══ TASK INPUTS ══

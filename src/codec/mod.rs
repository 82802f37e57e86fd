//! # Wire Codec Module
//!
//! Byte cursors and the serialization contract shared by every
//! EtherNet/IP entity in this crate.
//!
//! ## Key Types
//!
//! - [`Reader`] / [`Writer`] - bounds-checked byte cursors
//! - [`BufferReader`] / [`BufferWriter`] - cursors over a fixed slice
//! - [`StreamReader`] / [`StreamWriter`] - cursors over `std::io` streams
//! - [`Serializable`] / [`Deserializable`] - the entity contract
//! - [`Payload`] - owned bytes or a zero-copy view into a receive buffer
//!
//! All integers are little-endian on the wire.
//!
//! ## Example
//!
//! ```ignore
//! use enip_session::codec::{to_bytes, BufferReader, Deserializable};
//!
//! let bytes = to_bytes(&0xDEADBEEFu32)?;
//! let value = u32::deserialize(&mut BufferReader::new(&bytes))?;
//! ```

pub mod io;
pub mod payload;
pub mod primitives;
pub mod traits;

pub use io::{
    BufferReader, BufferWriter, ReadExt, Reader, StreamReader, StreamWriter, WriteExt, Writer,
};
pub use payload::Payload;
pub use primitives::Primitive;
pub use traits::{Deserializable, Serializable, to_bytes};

═══
══ TASK INPUTS ══

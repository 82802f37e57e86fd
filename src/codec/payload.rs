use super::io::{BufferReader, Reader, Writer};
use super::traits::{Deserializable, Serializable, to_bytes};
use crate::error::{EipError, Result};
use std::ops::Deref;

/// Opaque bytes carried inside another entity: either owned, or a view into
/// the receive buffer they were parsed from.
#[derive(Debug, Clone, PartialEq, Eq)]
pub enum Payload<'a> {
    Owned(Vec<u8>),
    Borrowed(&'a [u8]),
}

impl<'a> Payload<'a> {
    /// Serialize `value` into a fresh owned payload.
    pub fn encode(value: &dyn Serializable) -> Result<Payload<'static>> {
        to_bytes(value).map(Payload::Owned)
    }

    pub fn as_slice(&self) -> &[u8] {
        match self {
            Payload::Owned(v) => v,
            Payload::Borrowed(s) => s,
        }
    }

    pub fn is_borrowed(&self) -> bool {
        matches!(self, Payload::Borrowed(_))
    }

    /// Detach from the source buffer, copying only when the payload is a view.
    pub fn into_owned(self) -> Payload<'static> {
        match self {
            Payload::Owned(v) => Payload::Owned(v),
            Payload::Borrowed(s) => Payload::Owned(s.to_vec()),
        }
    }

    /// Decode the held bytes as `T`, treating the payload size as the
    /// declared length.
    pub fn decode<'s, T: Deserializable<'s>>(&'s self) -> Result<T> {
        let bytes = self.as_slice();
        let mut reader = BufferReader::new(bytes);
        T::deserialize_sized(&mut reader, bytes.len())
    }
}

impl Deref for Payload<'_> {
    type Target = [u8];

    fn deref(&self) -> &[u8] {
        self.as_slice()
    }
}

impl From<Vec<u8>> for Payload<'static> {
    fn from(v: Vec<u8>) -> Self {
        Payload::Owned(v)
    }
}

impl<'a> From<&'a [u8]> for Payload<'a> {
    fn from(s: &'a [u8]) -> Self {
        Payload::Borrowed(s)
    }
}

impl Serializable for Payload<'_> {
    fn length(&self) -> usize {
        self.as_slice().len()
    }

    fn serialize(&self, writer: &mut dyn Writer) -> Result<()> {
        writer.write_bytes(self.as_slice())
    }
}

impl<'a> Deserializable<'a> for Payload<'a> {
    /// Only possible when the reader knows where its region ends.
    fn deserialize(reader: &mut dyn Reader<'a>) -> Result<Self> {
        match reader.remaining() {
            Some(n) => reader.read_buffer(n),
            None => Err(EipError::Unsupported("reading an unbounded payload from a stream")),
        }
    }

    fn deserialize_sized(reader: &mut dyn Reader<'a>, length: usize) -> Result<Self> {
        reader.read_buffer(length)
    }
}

═══

[ACTIVITY]
Retype exactly the lines above, from the one with "matches!(self, Payload::Borrowed(_))" through the one with "fn from(v: Vec<u8>)", inclusive.

[PROBLEM SOLUTION]
        matches!(self, Payload::Borrowed(_))
    }

    /// Detach from the source buffer, copying only when the payload is a view.
    pub fn into_owned(self) -> Payload<'static> {
        match self {
            Payload::Owned(v) => Payload::Owned(v),
            Payload::Borrowed(s) => Payload::Owned(s.to_vec()),
        }
    }

    /// Decode the held bytes as `T`, treating the payload size as the
    /// declared length.
    pub fn decode<'s, T: Deserializable<'s>>(&'s self) -> Result<T> {
        let bytes = self.as_slice();
        let mut reader = BufferReader::new(bytes);
        T::deserialize_sized(&mut reader, bytes.len())
    }
}

impl Deref for Payload<'_> {
    type Target = [u8];

    fn deref(&self) -> &[u8] {
        self.as_slice()
    }
}

impl From<Vec<u8>> for Payload<'static> {
    fn from(v: Vec<u8>) -> Self {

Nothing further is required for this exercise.